BioSante Pharmaceuticals, Inc. (NASDAQ: BPAX) and Cell Genesys, Inc. (NASDAQ: CEGE), today announced that each will hold a special stockholders meeting on September 30, 2009 at which time stockholders will be asked to approve the previously announced merger between the companies. On June 29, 2009, BioSante and Cell Genesys entered into a definitive merger agreement by which the companies will merge in an all-stock transaction, with BioSante as the surviving company.
A joint proxy statement/prospectus has been mailed to each stockholder of record of both companies and both boards of directors unanimously have recommended a vote “FOR” approval of the merger. BioSante and Cell Genesys stockholders as of the record date, August 21, 2009, are entitled to vote their shares at their respective special stockholders meeting.

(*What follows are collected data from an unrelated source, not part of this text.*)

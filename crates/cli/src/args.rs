//! Command-line arguments

use std::path::PathBuf;

use clap::{Parser, Subcommand};

use crate::commands::{list::ListArgs, run::RunArgs, validate::ValidateArgs};
use crate::output::OutputFormat;

/// uiflow - scenario-driven browser automation tests
#[derive(Parser, Debug)]
#[command(name = "uiflow")]
#[command(author, version, about, long_about = None)]
#[command(propagate_version = true)]
pub struct Cli {
    /// Configuration file
    #[arg(short, long, default_value = "uiflow.toml", env = "UIFLOW_CONFIG", global = true)]
    pub config: PathBuf,

    /// Output format
    #[arg(long, default_value = "table", global = true)]
    pub format: OutputFormat,

    /// Enable verbose output
    #[arg(short, long, global = true)]
    pub verbose: bool,

    /// Emit logs as JSON lines
    #[arg(long, global = true)]
    pub log_json: bool,

    #[command(subcommand)]
    pub command: Commands,
}

#[derive(Subcommand, Debug)]
pub enum Commands {
    /// Run scenarios against a browser
    Run(RunArgs),

    /// Parse and check scenarios without running them
    Validate(ValidateArgs),

    /// List discovered scenarios
    List(ListArgs),
}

Under the terms of the merger agreement, each share of Cell Genesys common stock held immediately prior to the effective time of the merger will be converted into 0.1615 of a share of BioSante common stock, subject to potential upward or downward adjustment, in accordance with a formula set forth in the merger agreement which is based on Cell Genesys’s net cash, less certain expenses and liabilities, on a date 10 calendar days preceding the anticipated closing date of the merger. As a result of the merger, BioSante will issue an aggregate of approximately 17.8 million shares of BioSante common stock to holders of Cell Genesys common stock and current BioSante stockholders will own approximately 65.0 percent of the outstanding common stock of the combined company and current Cell Genesys stockholders will own approximately 35.0 percent of the outstanding common stock of the combined company, assuming the 0.1615 exchange ratio is not adjusted and the number of outstanding shares of BioSante and Cell Genesys common stock remains unchanged until immediately prior to the effective time of the merger
Stephen M. Simes, president and CEO of BioSante, and Phillip B. Donenberg, CFO of BioSante, will continue to serve in those positions in the merged company. Dr. Louis W. Sullivan, chairman of the board of BioSante, will continue in that position. At closing, Stephen A. Sherwin, M.D., chairman and CEO of Cell Genesys, and John T. Potts, Jr., M.D., a current member of the Cell Genesys board, will join the board of directors of the merged company upon completion of the merger.
“This merger, combined with our recent $12 million financing, provides BioSante with the funding required for the continued Phase III development of LibiGel for FSD and offers the potential to expand our product development portfolio with the addition of GVAX Immunotherapies,” said Stephen M. Simes, BioSante’s president and CEO. “LibiGel remains the only pharmaceutical product in the U.S. in active development for the treatment of hypoactive sexual desire disorder (HSDD) in menopausal women. We continue to believe that LibiGel can be the first product approved by the FDA for the common and unmet medical need of FSD. In addition, our company has had a long-standing interest in immunotherapy based on our proprietary vaccine adjuvant, BioVant™, and we look forward to future value-creating opportunities for stockholders based on Cell Genesys’s technologies.”
“After reviewing various strategic alternatives, engaging in discussions with a number of other potential merger candidates and conducting extensive due diligence on BioSante’s product development and business activities, our board of directors has voted unanimously to recommend a merger with BioSante, “ stated Stephen A. Sherwin, M.D., chairman and CEO of Cell Genesys.
“We believe that BioSante’s lead product, LibiGel, represents a compelling near term product opportunity with significant upside potential. We also are impressed with BioSante’s record of achievement including the recent launch of Elestrin™ (estradiol gel) as well as their CaP nanotechnology platform which includes BioVant, a novel vaccine adjuvant with potential in immunotherapy,” Dr. Sherwin continued.